*** Opening of Records for the exercise ***

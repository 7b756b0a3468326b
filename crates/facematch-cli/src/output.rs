//! The single JSON object written to stdout.

use facematch_pipeline::{CandidateProfile, MatchError, MatchRecord, MatchReport, RankedMatches};
use serde::Serialize;

pub const NO_MATCH: &str = "No matching face found";

#[derive(Debug, Serialize)]
pub struct Output {
    pub success: bool,
    #[serde(rename = "match", skip_serializing_if = "Option::is_none")]
    pub best: Option<MatchSummary>,
    #[serde(skip_serializing_if = "Option::is_none")]
    pub matches: Option<Vec<MatchSummary>>,
    #[serde(skip_serializing_if = "Option::is_none")]
    pub total_found: Option<usize>,
    #[serde(skip_serializing_if = "Option::is_none")]
    pub error: Option<String>,
}

#[derive(Debug, Serialize)]
pub struct MatchSummary {
    pub profile: CandidateProfile,
    pub confidence: f32,
    pub distance: f32,
    pub verified: bool,
}

impl From<MatchRecord> for MatchSummary {
    fn from(record: MatchRecord) -> Self {
        Self {
            confidence: record.confidence(),
            distance: record.distance(),
            verified: record.verified(),
            profile: record.profile,
        }
    }
}

impl Output {
    pub fn failure(error: impl Into<String>) -> Self {
        Self {
            success: false,
            best: None,
            matches: None,
            total_found: None,
            error: Some(error.into()),
        }
    }

    pub fn from_report(report: MatchReport) -> Self {
        let mut output = Self {
            success: true,
            best: None,
            matches: None,
            total_found: None,
            error: None,
        };
        match report.ranked {
            RankedMatches::Best(record) => output.best = Some(record.into()),
            RankedMatches::Top { matches, total_found } => {
                output.matches = Some(matches.into_iter().map(MatchSummary::from).collect());
                output.total_found = Some(total_found);
            }
        }
        output
    }

    /// Outcome of a match run that got as far as scanning candidates.
    pub fn from_outcome(outcome: Result<MatchReport, MatchError>) -> Self {
        match outcome {
            Ok(report) => Self::from_report(report),
            Err(MatchError::InvalidQuery(e)) => Self::failure(format!("Failed to decode base64 image: {e}")),
            Err(MatchError::NoCandidates { .. } | MatchError::NoMatch { .. }) => Self::failure(NO_MATCH),
        }
    }

    pub fn to_json(&self) -> String {
        serde_json::to_string(self).unwrap_or_else(|e| {
            tracing::error!(error = %e, "failed to serialize output");
            format!(r#"{{"success":false,"error":"failed to serialize output: {e}"}}"#)
        })
    }
}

*** Close of Records for the exercise ***

**What to produce:** Character for character, reproduce all of the lines above.

**Task result:**
repository 7b756b0a3468326b
filename crates/facematch-cli/src/output.rs
//! The single JSON object written to stdout.

use facematch_pipeline::{CandidateProfile, MatchError, MatchRecord, MatchReport, RankedMatches};
use serde::Serialize;

pub const NO_MATCH: &str = "No matching face found";

#[derive(Debug, Serialize)]
pub struct Output {
    pub success: bool,
    #[serde(rename = "match", skip_serializing_if = "Option::is_none")]
    pub best: Option<MatchSummary>,
    #[serde(skip_serializing_if = "Option::is_none")]
    pub matches: Option<Vec<MatchSummary>>,
    #[serde(skip_serializing_if = "Option::is_none")]
    pub total_found: Option<usize>,
    #[serde(skip_serializing_if = "Option::is_none")]
    pub error: Option<String>,
}

#[derive(Debug, Serialize)]
pub struct MatchSummary {
    pub profile: CandidateProfile,
    pub confidence: f32,
    pub distance: f32,
    pub verified: bool,
}

impl From<MatchRecord> for MatchSummary {
    fn from(record: MatchRecord) -> Self {
        Self {
            confidence: record.confidence(),
            distance: record.distance(),
            verified: record.verified(),
            profile: record.profile,
        }
    }
}

impl Output {
    pub fn failure(error: impl Into<String>) -> Self {
        Self {
            success: false,
            best: None,
            matches: None,
            total_found: None,
            error: Some(error.into()),
        }
    }

    pub fn from_report(report: MatchReport) -> Self {
        let mut output = Self {
            success: true,
            best: None,
            matches: None,
            total_found: None,
            error: None,
        };
        match report.ranked {
            RankedMatches::Best(record) => output.best = Some(record.into()),
            RankedMatches::Top { matches, total_found } => {
                output.matches = Some(matches.into_iter().map(MatchSummary::from).collect());
                output.total_found = Some(total_found);
            }
        }
        output
    }

    /// Outcome of a match run that got as far as scanning candidates.
    pub fn from_outcome(outcome: Result<MatchReport, MatchError>) -> Self {
        match outcome {
            Ok(report) => Self::from_report(report),
            Err(MatchError::InvalidQuery(e)) => Self::failure(format!("Failed to decode base64 image: {e}")),
            Err(MatchError::NoCandidates { .. } | MatchError::NoMatch { .. }) => Self::failure(NO_MATCH),
        }
    }

    pub fn to_json(&self) -> String {
        serde_json::to_string(self).unwrap_or_else(|e| {
            tracing::error!(error = %e, "failed to serialize output");
            format!(r#"{{"success":false,"error":"failed to serialize output: {e}"}}"#)
        })
    }
}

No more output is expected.